Industry partners and workshop co-hosts, Canadian Federation of Agriculture, and the Canadian Pork Council, brought operational priorities to the discussion. Their priorities sat alongside geopolitical research presented by Dr. Sylvanus Kwaku Afesorgbor, PhD, associate professor at the University of Guelph, and community-based research presented by Dr. Sara Edge, PhD, Arrell Chair in Food, Policy & Society, also from U of G.

Also discussed were infrastructure gaps in Canada's food system. The structural problem goes beyond policy alone, argued Alison Sunstrum, managing partner of NYA Ventures, a Calgary-based ag tech venture fund that supports founders engaged in sustainable science and technology innovation.
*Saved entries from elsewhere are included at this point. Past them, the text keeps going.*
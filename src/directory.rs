//! Node directory: the persistence layer's view of registered nodes.
//!
//! The server only reads from it. [`MemoryDirectory`] backs tests and
//! stand-alone deployments.

use std::collections::HashMap;

use parking_lot::RwLock;
use uuid::Uuid;

use crate::pixel::PixelFormat;

#[derive(Clone, PartialEq, Eq)]
pub struct Node {
    pub id: u32,
    pub uuid: Uuid,
    pub secret: Vec<u8>,
    pub label: String,
}

impl std::fmt::Debug for Node {
    fn fmt(&self, f: &mut std::fmt::Formatter<'_>) -> std::fmt::Result {
        f.debug_struct("Node")
            .field("id", &self.id)
            .field("uuid", &self.uuid)
            .field("label", &self.label)
            .finish_non_exhaustive()
    }
}

/// One output channel of a node, mapped onto a framebuffer region.
#[derive(Debug, Clone, Copy, PartialEq, Eq)]
pub struct NodeChannel {
    pub node_id: u32,
    pub index: u32,
    pub pixel_count: u32,
    pub fb_offset: u32,
    pub format: PixelFormat,
}

pub trait NodeDirectory: Send + Sync {
    fn find_node_by_uuid(&self, uuid: &Uuid) -> Option<Node>;
    fn channels_for_node(&self, node_id: u32) -> Vec<NodeChannel>;
}

#[derive(Debug, Default)]
pub struct MemoryDirectory {
    nodes: RwLock<HashMap<Uuid, Node>>,
    channels: RwLock<HashMap<u32, Vec<NodeChannel>>>,
}

impl MemoryDirectory {
    pub fn new() -> Self {
        Self::default()
    }

    /// Inserts or replaces a node.
    pub fn insert_node(&self, node: Node) {
        self.nodes.write().insert(node.uuid, node);
    }

    /// Adds a channel, replacing any existing channel with the same index.
    pub fn insert_channel(&self, channel: NodeChannel) {
        let mut channels = self.channels.write();
        let list = channels.entry(channel.node_id).or_default();
        list.retain(|c| c.index != channel.index);
        list.push(channel);
        list.sort_by_key(|c| c.index);
    }

    pub fn remove_node(&self, uuid: &Uuid) -> Option<Node> {
        let node = self.nodes.write().remove(uuid)?;
        self.channels.write().remove(&node.id);
        Some(node)
    }
}

impl NodeDirectory for MemoryDirectory {
    fn find_node_by_uuid(&self, uuid: &Uuid) -> Option<Node> {
        self.nodes.read().get(uuid).cloned()
    }

    fn channels_for_node(&self, node_id: u32) -> Vec<NodeChannel> {
        self.channels
            .read()
            .get(&node_id)
            .cloned()
            .unwrap_or_default()
    }
}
Despite having the agricultural technologies to improve resilience and productivity, Sunstrum believes Canada lacks the capital, incentives and commercialization pathways to bring them into use. A resilient food system requires investment in infrastructure, and the systems needed to scale and deploy innovation, she said.

A woman stands in front of a crowd while giving a presentation

Keynote speaker Sara Edge addresses summit participants on whether Canada's food security policies are recognized in the national security strategy.

Emma Ohirko

What it will take to change the agenda 

“Food security means something different depending on where you sit in this conversation,” said Lhermie. “That is not a reason to delay action. Rather, it is the reason to bring everyone to the same table, and to make sure the next steps reach Ottawa.”